Lihat ke Halaman Asli

Ragile (Agil)

seorang ayah yang kutu buku dan pecinta damai antar ras, agama, dan keyakinan

Cari Inspirasi Sampai Negeri Cina

Diperbarui: 19 Agustus 2016   07:43

Kompasiana adalah platform blog. Konten ini menjadi tanggung jawab bloger dan tidak mewakili pandangan redaksi Kompas.

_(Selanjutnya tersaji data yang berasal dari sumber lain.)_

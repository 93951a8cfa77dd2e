//! Mailbox message metadata.
//!
//! A [`Message`] is the snapshot of one unread mailbox entry as the provider
//! reported it at fetch time.

use chrono::{DateTime, Utc};
use serde::{Deserialize, Serialize};
use std::collections::BTreeSet;

use super::{MessageId, ThreadId};

/// Metadata snapshot of a single mailbox entry.
#[derive(Debug, Clone, PartialEq, Serialize, Deserialize)]
pub struct Message {
    /// Provider-assigned identifier.
    pub id: MessageId,
    /// Conversation this message belongs to, if the provider reports one.
    #[serde(default, skip_serializing_if = "Option::is_none")]
    pub thread_id: Option<ThreadId>,
    /// Sender address. May be a bare address or `Name <address>`.
    pub sender: String,
    /// Sender display name, when known separately from the address.
    #[serde(default, skip_serializing_if = "Option::is_none")]
    pub sender_name: Option<String>,
    /// Subject line.
    #[serde(default)]
    pub subject: String,
    /// When the provider received the message.
    pub received_at: DateTime<Utc>,
    /// Whether the message has been read.
    #[serde(default)]
    pub is_read: bool,
    /// Short body excerpt.
    #[serde(default)]
    pub excerpt: String,
    /// Provider labels applied to the message.
    #[serde(default)]
    pub labels: BTreeSet<String>,
    /// Approximate size in bytes.
    #[serde(default)]
    pub size_estimate: u64,
}

impl Message {
    /// Creates an unread message with empty optional fields.
    pub fn new(
        id: impl Into<MessageId>,
        sender: impl Into<String>,
        subject: impl Into<String>,
        received_at: DateTime<Utc>,
    ) -> Self {
        Self {
            id: id.into(),
            thread_id: None,
            sender: sender.into(),
            sender_name: None,
            subject: subject.into(),
            received_at,
            is_read: false,
            excerpt: String::new(),
            labels: BTreeSet::new(),
            size_estimate: 0,
        }
    }

    /// Sets the body excerpt.
    pub fn with_excerpt(mut self, excerpt: impl Into<String>) -> Self {
        self.excerpt = excerpt.into();
        self
    }

    /// Adds a provider label.
    pub fn with_label(mut self, label: impl Into<String>) -> Self {
        self.labels.insert(label.into());
        self
    }

    /// Returns the bare, lower-cased sender address.
    ///
    /// Strips a display name in the `Name <address>` form.
    pub fn sender_address(&self) -> String {
        let raw = self.sender.trim();
        let address = match (raw.rfind('<'), raw.rfind('>')) {
            (Some(start), Some(end)) if start < end => &raw[start + 1..end],
            _ => raw,
        };
        address.trim().to_lowercase()
    }

    /// Returns the lower-cased domain of the sender address, if it has one.
    pub fn sender_domain(&self) -> Option<String> {
        let address = self.sender_address();
        let (_, domain) = address.rsplit_once('@')?;
        if domain.is_empty() {
            None
        } else {
            Some(domain.to_string())
        }
    }

    /// Returns the name to show for the sender.
    pub fn sender_display(&self) -> String {
        if let Some(name) = &self.sender_name {
            return name.clone();
        }
        match self.sender.find('<') {
            Some(pos) if pos > 0 => self.sender[..pos].trim().trim_matches('"').to_string(),
            _ => self.sender.trim().to_string(),
        }
    }
}
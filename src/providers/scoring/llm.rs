//! Scoring and summary ports backed by a chat-completion model.

use async_trait::async_trait;
use futures::stream::{self, StreamExt};
use serde::Deserialize;
use std::sync::Arc;
use std::time::Duration;
use tracing::{debug, warn};

use super::traits::{
    Score, ScoreFailure, ScoreOutcome, ScoringError, ScoringPort, SummaryOutcome, SummaryPort,
};
use crate::config::{ConfigError, ProviderKind, ScoringSettings};
use crate::domain::{Category, Message, MessageId, MessageSummary, Sentiment};
use crate::providers::ai::{
    ChatMessage, CompletionRequest, CompletionResponse, LlmError, LlmProvider, LlmResult,
    OllamaProvider, OpenAiCompatibleProvider,
};

/// Longest excerpt sent to the model for scoring, in characters.
const EXCERPT_LIMIT: usize = 1000;

/// Longest excerpt sent to the model for summarizing, in characters.
const SUMMARY_EXCERPT_LIMIT: usize = 2000;

const SYSTEM_PROMPT: &str = "You rate how important an email is to its recipient so that \
disposable mail can be cleaned up. Score on a scale where 8 or more is critical, 5 to 8 is \
important, 0 to 5 is ordinary, and anything below 0 is disposable (marketing, newsletters, \
social notifications, deal alerts). Security alerts, banking and payment notices, medical \
communications and direct personal mail are important. Respond with a single JSON object: \
{\"score\": <number>, \"category\": \"<category>\", \"rationale\": \"<one sentence>\"}.";

const SUMMARY_PROMPT: &str = "Summarize the email concisely in one or two sentences and \
extract its key points. Respond with a single JSON object: {\"summary\": \"<1-2 sentences>\", \
\"key_points\": [\"<point>\"], \"sentiment\": \"<positive|negative|neutral|urgent>\", \
\"urgency_indicators\": [\"<indicator>\"]}.";

/// Raw reply shape; the score may come back as a number or a string.
#[derive(Debug, Deserialize)]
struct Reply {
    score: serde_json::Value,
    #[serde(default)]
    category: Option<String>,
    #[serde(default, alias = "reasoning", alias = "reason")]
    rationale: Option<String>,
}

#[derive(Debug, Deserialize)]
struct SummaryReply {
    #[serde(default)]
    summary: Option<String>,
    #[serde(default)]
    key_points: Vec<String>,
    #[serde(default)]
    sentiment: Option<String>,
    #[serde(default)]
    urgency_indicators: Vec<String>,
}

/// Result of one model call, before batch-level classification.
enum Attempt<T> {
    Done(T),
    Failed(ScoreFailure),
    Unreachable(LlmError),
}
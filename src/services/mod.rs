//! Analysis and triage services.
//!
//! Services sit between the CLI and the infrastructure layer:
//!
//! ```text
//!        CLI (main.rs)
//!          |
//!          v
//!    TriageService
//!          |
//!          v
//! Reconciliation -> AnalysisService -> CandidateSelector
//!          |              |
//!          v              v
//!   Mailbox ports    ScoringPort, SummaryPort, SafetyPolicy, RecordStore
//! ```
//!
//! # Services Overview
//!
//! - [`reconcile`]: merges a mailbox snapshot into the stored record set
//! - [`SafetyPolicy`]: rules that keep important mail out of cleanup
//! - [`AnalysisService`]: batch scoring with per-batch saves
//! - [`CandidateSelector`]: ranks the most disposable analyzed messages
//! - [`Digest`]: period overview in bullet, paragraph or keyword form
//! - [`TriageService`]: the workflow the CLI drives

mod analysis_service;
mod candidate_selector;
mod reconciliation;
mod report;
mod safety_policy;
mod triage_service;

pub use analysis_service::{
    AnalysisError, AnalysisReport, AnalysisService, ChannelObserver, MessageOutcome, NoopObserver,
    Outcome, ProgressObserver, TracingObserver,
};
pub use candidate_selector::{Candidate, CandidateSelector};
pub use reconciliation::{reconcile, reconcile_with_report, SyncReport};
pub use report::{
    CategoryGroup, CleanupSummary, Digest, DigestEntry, DigestStyle, ImportanceSummary,
};
pub use safety_policy::{DeletionCheck, SafetyPolicy, SafetyVerdict};
pub use triage_service::{Explanation, Result, TriageError, TriageService};
//! OpenAI-compatible provider implementation.
//!
//! Works with OpenAI, Ollama, vLLM, LM Studio, and other compatible endpoints.

use async_trait::async_trait;
use reqwest::header::{HeaderMap, HeaderValue, AUTHORIZATION, CONTENT_TYPE};
use serde::{Deserialize, Serialize};

use super::traits::{
    ChatMessage, CompletionRequest, CompletionResponse, FinishReason, LlmError, LlmProvider,
    LlmResult, Role, TokenUsage,
};

/// Default base URL for OpenAI API.
const OPENAI_BASE_URL: &str = "https://api.openai.com/v1";

/// OpenAI API request format.
#[derive(Debug, Serialize)]
struct OpenAiRequest {
    model: String,
    messages: Vec<OpenAiMessage>,
    #[serde(skip_serializing_if = "Option::is_none")]
    temperature: Option<f32>,
    #[serde(skip_serializing_if = "Option::is_none")]
    max_tokens: Option<usize>,
    #[serde(skip_serializing_if = "Option::is_none")]
    response_format: Option<ResponseFormat>,
}

#[derive(Debug, Serialize)]
struct ResponseFormat {
    #[serde(rename = "type")]
    kind: &'static str,
}

#[derive(Debug, Serialize, Deserialize)]
struct OpenAiMessage {
    role: String,
    content: String,
}

impl From<&ChatMessage> for OpenAiMessage {
    fn from(msg: &ChatMessage) -> Self {
        Self {
            role: match msg.role {
                Role::System => "system".to_string(),
                Role::User => "user".to_string(),
                Role::Assistant => "assistant".to_string(),
            },
            content: msg.content.clone(),
        }
    }
}

/// OpenAI API response format.
#[derive(Debug, Deserialize)]
struct OpenAiResponse {
    choices: Vec<OpenAiChoice>,
    usage: Option<OpenAiUsage>,
}

#[derive(Debug, Deserialize)]
struct OpenAiChoice {
    message: OpenAiResponseMessage,
    finish_reason: Option<String>,
}

#[derive(Debug, Deserialize)]
struct OpenAiResponseMessage {
    content: Option<String>,
}

#[derive(Debug, Deserialize)]
struct OpenAiUsage {
    prompt_tokens: usize,
    completion_tokens: usize,
    total_tokens: usize,
}

/// OpenAI API error response.
#[derive(Debug, Deserialize)]
struct OpenAiError {
    error: OpenAiErrorDetail,
}

#[derive(Debug, Deserialize)]
struct OpenAiErrorDetail {
    message: String,
    code: Option<String>,
}

/// Provider for OpenAI-compatible APIs.
///
/// Works with:
/// - OpenAI API (api.openai.com)
/// - Ollama (localhost:11434)
/// - vLLM
/// - LM Studio
/// - Any other OpenAI-compatible endpoint
pub struct OpenAiCompatibleProvider {
    client: reqwest::Client,
    base_url: String,
    api_key: Option<String>,
    model: String,
    json_mode: bool,
}

impl OpenAiCompatibleProvider {
    /// Creates a new provider for OpenAI's API.
    pub fn openai(api_key: impl Into<String>, model: impl Into<String>) -> Self {
        Self {
            client: reqwest::Client::new(),
            base_url: OPENAI_BASE_URL.to_string(),
            api_key: Some(api_key.into()),
            model: model.into(),
            json_mode: true,
        }
    }

    /// Creates a new provider for a custom endpoint.
    pub fn custom(
        base_url: impl Into<String>,
        api_key: Option<String>,
        model: impl Into<String>,
    ) -> Self {
        Self {
            client: reqwest::Client::new(),
            base_url: base_url.into().trim_end_matches('/').to_string(),
            api_key,
            model: model.into(),
            json_mode: false,
        }
    }

    /// Asks the endpoint to constrain output to a JSON object.
    pub fn with_json_mode(mut self, enabled: bool) -> Self {
        self.json_mode = enabled;
        self
    }

    /// Overrides the HTTP client (useful for custom timeouts or proxies).
    pub fn with_client(mut self, client: reqwest::Client) -> Self {
        self.client = client;
        self
    }

    fn build_headers(&self) -> HeaderMap {
        let mut headers = HeaderMap::new();
        headers.insert(CONTENT_TYPE, HeaderValue::from_static("application/json"));

        if let Some(ref api_key) = self.api_key {
            if let Ok(value) = HeaderValue::from_str(&format!("Bearer {}", api_key)) {
                headers.insert(AUTHORIZATION, value);
            }
        }

        headers
    }

    fn build_request(&self, request: &CompletionRequest) -> OpenAiRequest {
        let mut messages: Vec<OpenAiMessage> = Vec::new();

        if let Some(ref system) = request.system_prompt {
            messages.push(OpenAiMessage {
                role: "system".to_string(),
                content: system.clone(),
            });
        }

        messages.extend(request.messages.iter().map(OpenAiMessage::from));

        OpenAiRequest {
            model: self.model.clone(),
            messages,
            temperature: Some(request.temperature),
            max_tokens: request.max_tokens,
            response_format: self.json_mode.then_some(ResponseFormat {
                kind: "json_object",
            }),
        }
    }

    fn parse_finish_reason(reason: Option<&str>) -> FinishReason {
        match reason {
            Some("stop") => FinishReason::Stop,
            Some("length") => FinishReason::Length,
            Some("content_filter") => FinishReason::ContentFilter,
            _ => FinishReason::Other,
        }
    }

    async fn handle_error_response(&self, response: reqwest::Response) -> LlmError {
        let status = response.status().as_u16();

        if status == 429 {
            let retry_after = response
                .headers()
                .get("retry-after")
                .and_then(|v| v.to_str().ok())
                .and_then(|v| v.parse().ok());

            return LlmError::RateLimited {
                retry_after_secs: retry_after,
            };
        }

        if let Ok(error) = response.json::<OpenAiError>().await {
            if status == 401 || error.error.code.as_deref() == Some("invalid_api_key") {
                return LlmError::AuthenticationError(error.error.message);
            }
            return LlmError::ApiError {
                status,
                message: error.error.message,
            };
        }

        LlmError::ApiError {
            status,
            message: format!("HTTP {}", status),
        }
    }
}

#[async_trait]
impl LlmProvider for OpenAiCompatibleProvider {
    fn name(&self) -> &str {
        "openai-compatible"
    }

    fn model(&self) -> &str {
        &self.model
    }

    async fn complete(&self, request: &CompletionRequest) -> LlmResult<CompletionResponse> {
        let url = format!("{}/chat/completions", self.base_url);
        let body = self.build_request(request);

        let response = self
            .client
            .post(&url)
            .headers(self.build_headers())
            .json(&body)
            .send()
            .await?;

        if !response.status().is_success() {
            return Err(self.handle_error_response(response).await);
        }

        let api_response: OpenAiResponse = response
            .json()
            .await
            .map_err(|e| LlmError::InvalidResponse(format!("Failed to parse response: {}", e)))?;

        let choice = api_response
            .choices
            .into_iter()
            .next()
            .ok_or_else(|| LlmError::InvalidResponse("No choices in response".to_string()))?;

        let text = choice.message.content.unwrap_or_default();

        let tokens_used = api_response
            .usage
            .map(|u| TokenUsage {
                prompt_tokens: u.prompt_tokens,
                completion_tokens: u.completion_tokens,
                total_tokens: u.total_tokens,
            })
            .unwrap_or_default();

        Ok(CompletionResponse {
            text,
            tokens_used,
            finish_reason: Self::parse_finish_reason(choice.finish_reason.as_deref()),
        })
    }
}
#[cfg(test)]
mod tests {
    use super::*;
    use crate::config::AnalysisConfig;
    use crate::domain::{AnalysisResult, Message, MessageSummary, Record};
    use chrono::TimeZone;
    use std::sync::Arc;

    fn analysis(score: f64, tier: ImportanceTier, category: Category, safety_override: bool) -> AnalysisResult {
        AnalysisResult {
            score,
            tier,
            rationale: String::new(),
            category,
            safety_override,
            safety_reason: None,
            scored_by: None,
            summary: None,
            analyzed_at: Utc::now(),
        }
    }

    fn message(id: &str, sender: &str, size: u64) -> Message {
        let mut message = Message::new(id, sender, "Offer", Utc::now());
        message.size_estimate = size;
        message
    }

    #[test]
    fn importance_summary_counts_tiers_and_deletable() {
        let mut set = RecordSet::new();
        set.insert(Record::analyzed(
            message("1", "a@shop.example", 0),
            analysis(-4.0, ImportanceTier::Low, Category::Promotional, false),
        ));
        set.insert(Record::analyzed(
            message("2", "b@shop.example", 0),
            analysis(-4.0, ImportanceTier::Low, Category::Financial, true),
        ));
        set.insert(Record::analyzed(
            message("3", "c@shop.example", 0),
            analysis(9.0, ImportanceTier::Critical, Category::Personal, false),
        ));
        set.insert(Record::new(message("4", "d@shop.example", 0)));

        let policy = SafetyPolicy::new(Arc::new(AnalysisConfig::default())).unwrap();
        let summary = ImportanceSummary::from_records(&set, &policy, Utc::now());

        assert_eq!(summary.total, 4);
        assert_eq!(summary.analyzed, 3);
        assert_eq!(summary.coverage_percent, 75.0);
        assert_eq!(summary.tiers.get(&ImportanceTier::Low), Some(&2));
        assert_eq!(summary.tiers.get(&ImportanceTier::Critical), Some(&1));
        assert_eq!(summary.overrides, 1);
        assert_eq!(summary.deletable, 1);
        assert!(summary.to_string().starts_with("4 messages, 3 analyzed (75.0%)"));
    }

    #[test]
    fn empty_record_set_has_zero_coverage() {
        let policy = SafetyPolicy::new(Arc::new(AnalysisConfig::default())).unwrap();
        let summary = ImportanceSummary::from_records(&RecordSet::new(), &policy, Utc::now());
        assert_eq!(summary.coverage_percent, 0.0);
    }

    #[test]
    fn cleanup_summary_groups_by_category() {
        let promo = analysis(-3.0, ImportanceTier::Low, Category::Promotional, false);
        let news = analysis(-3.0, ImportanceTier::Low, Category::Newsletter, false);
        let candidates: Vec<Candidate> = [
            ("1", "Shop A <a@shop.example>", &promo),
            ("2", "Shop B <b@shop.example>", &promo),
            ("3", "Shop A <a@shop.example>", &promo),
            ("4", "Shop C <c@shop.example>", &promo),
            ("5", "Shop D <d@shop.example>", &promo),
            ("6", "Daily <daily@news.example>", &news),
        ]
        .into_iter()
        .map(|(id, sender, analysis)| Candidate {
            message: message(id, sender, 512 * 1024),
            analysis: analysis.clone(),
        })
        .collect();

        let summary = CleanupSummary::from_candidates(&candidates);
        assert_eq!(summary.total, 6);
        assert_eq!(summary.total_size_mb, 3.0);

        let promo_group = &summary.categories[&Category::Promotional];
        assert_eq!(promo_group.count, 5);
        assert_eq!(promo_group.example_senders, vec!["Shop A", "Shop B", "Shop C"]);
        assert_eq!(summary.categories[&Category::Newsletter].count, 1);
        assert!(summary.to_string().contains("newsletters and subscriptions: Daily"));
    }

    fn digest_records() -> RecordSet {
        let at = |day| Utc.with_ymd_and_hms(2024, 7, day, 12, 0, 0).unwrap();
        let dated = |id: &str, sender: &str, subject: &str, day| Message::new(id, sender, subject, at(day));

        let mut urgent = analysis(9.0, ImportanceTier::Critical, Category::Personal, false);
        urgent.summary = Some(MessageSummary::new("Dinner moved to Friday."));

        let mut set = RecordSet::new();
        set.insert(Record::analyzed(
            dated("1", "deals@shop.example", "Summer sale starts today", 10),
            analysis(-4.0, ImportanceTier::Low, Category::Promotional, false),
        ));
        set.insert(Record::analyzed(
            dated("2", "Shop <news@shop.example>", "Summer sale: last chance!", 11),
            analysis(-3.0, ImportanceTier::Low, Category::Promotional, false),
        ));
        set.insert(Record::analyzed(
            dated("3", "Sam <sam@friends.example>", "Dinner plans", 12),
            urgent,
        ));
        set.insert(Record::analyzed(
            dated("4", "billing@power.example", "Your invoice is ready", 12),
            analysis(6.0, ImportanceTier::High, Category::Financial, true),
        ));
        set.insert(Record::new(dated("5", "old@archive.example", "Old sale", 1)));
        set
    }

    #[test]
    fn digest_collects_categories_senders_and_important_mail() {
        let digest = Digest::from_records(&digest_records(), None);

        assert_eq!(digest.total, 5);
        assert_eq!(digest.unanalyzed, 1);
        assert_eq!(digest.categories[&Category::Promotional], 2);
        assert_eq!(digest.top_senders[0], ("shop.example".to_string(), 2));

        let important: Vec<&str> = digest.important.iter().map(|e| e.id.as_str()).collect();
        assert_eq!(important, vec!["3", "4"]);
        assert_eq!(digest.important[0].summary.as_deref(), Some("Dinner moved to Friday."));

        assert_eq!(
            digest.keywords,
            vec![("sale".to_string(), 3), ("summer".to_string(), 2)]
        );
    }

    #[test]
    fn digest_window_excludes_older_messages() {
        let since = Utc.with_ymd_and_hms(2024, 7, 5, 0, 0, 0).unwrap();
        let digest = Digest::from_records(&digest_records(), Some(since));

        assert_eq!(digest.total, 4);
        assert_eq!(digest.unanalyzed, 0);
        assert_eq!(digest.keywords, vec![("sale".to_string(), 2), ("summer".to_string(), 2)]);
    }

    #[test]
    fn digest_renders_each_style() {
        let digest = Digest::from_records(&digest_records(), None);

        let bullets = digest.render(DigestStyle::Bullet);
        assert!(bullets.starts_with("Digest of 5 messages"));
        assert!(bullets.contains("  - promotional: 2"));
        assert!(bullets.contains("  - not analyzed: 1"));
        assert!(bullets.contains("  - [9.0] Dinner plans (from friends.example): Dinner moved to Friday."));

        let paragraph = digest.render(DigestStyle::Paragraph);
        assert!(paragraph.starts_with("You received 5 messages."));
        assert!(paragraph.contains("2 high-priority messages"));

        let keywords = digest.render(DigestStyle::Keywords);
        assert!(keywords.starts_with("Keywords: promotional(2)"));
        assert!(keywords.contains("sale(3)"));
    }

    #[test]
    fn empty_digest_says_so() {
        let digest = Digest::from_records(&RecordSet::new(), None);
        assert_eq!(digest.render(DigestStyle::Paragraph), "No messages to summarize.");
    }

    #[test]
    fn digest_style_parsing() {
        assert_eq!("bullet_points".parse::<DigestStyle>(), Ok(DigestStyle::Bullet));
        assert_eq!("Keywords".parse::<DigestStyle>(), Ok(DigestStyle::Keywords));
        assert!("haiku".parse::<DigestStyle>().is_err());
    }
}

Humaniora. Sumber ilustrasi: PEXELS/San Fermin Pamplona

KENANGAN INDAH:

70 tahun yang lalu ketika bangsa Indonesia baru merdeka, kaum nasionalis, kaum komunis, dan kaum islamis senantiasa akrab sarapan bareng di istana negara. Bung Karno sebagai mbahnya nasionalis memandang islamis dan komunis sebagai sodara seperjuangan. Tiada sekat dalam hubungan pribadi antar "bendera", meskipun mereka sering berdebat dalam banyak isu nasional. Jiwa besar beliau-beliau secara nyata dipersembahkan untuk kejayaan bangsa yang bernama Indonesia.

Tak heran bila pada masa itu lahir bibit-bibit pemimpin nasional yang bersemangat Indonesia Raya. Hasilnya? Indonesia disegani dunia.

KENYATAAN PAHIT:

70 tahun berlalu, warisan jiwa besar pemimpin bukannya dipelihara malah dilenyapkan. Tak ada lagi cerita sarapan bareng antar pemimpin beda "bendera" sambil bercengkrama. Tak ada lagi persodaraan antar golongan secara tulus. Yang menonjol justru permusuhan nyata. Boro-boro gayeng bercengkrama, jabat tanganpun emoh. Parah! Badan mereka boleh gagah dan gemuk, namun jiwanya kerdil.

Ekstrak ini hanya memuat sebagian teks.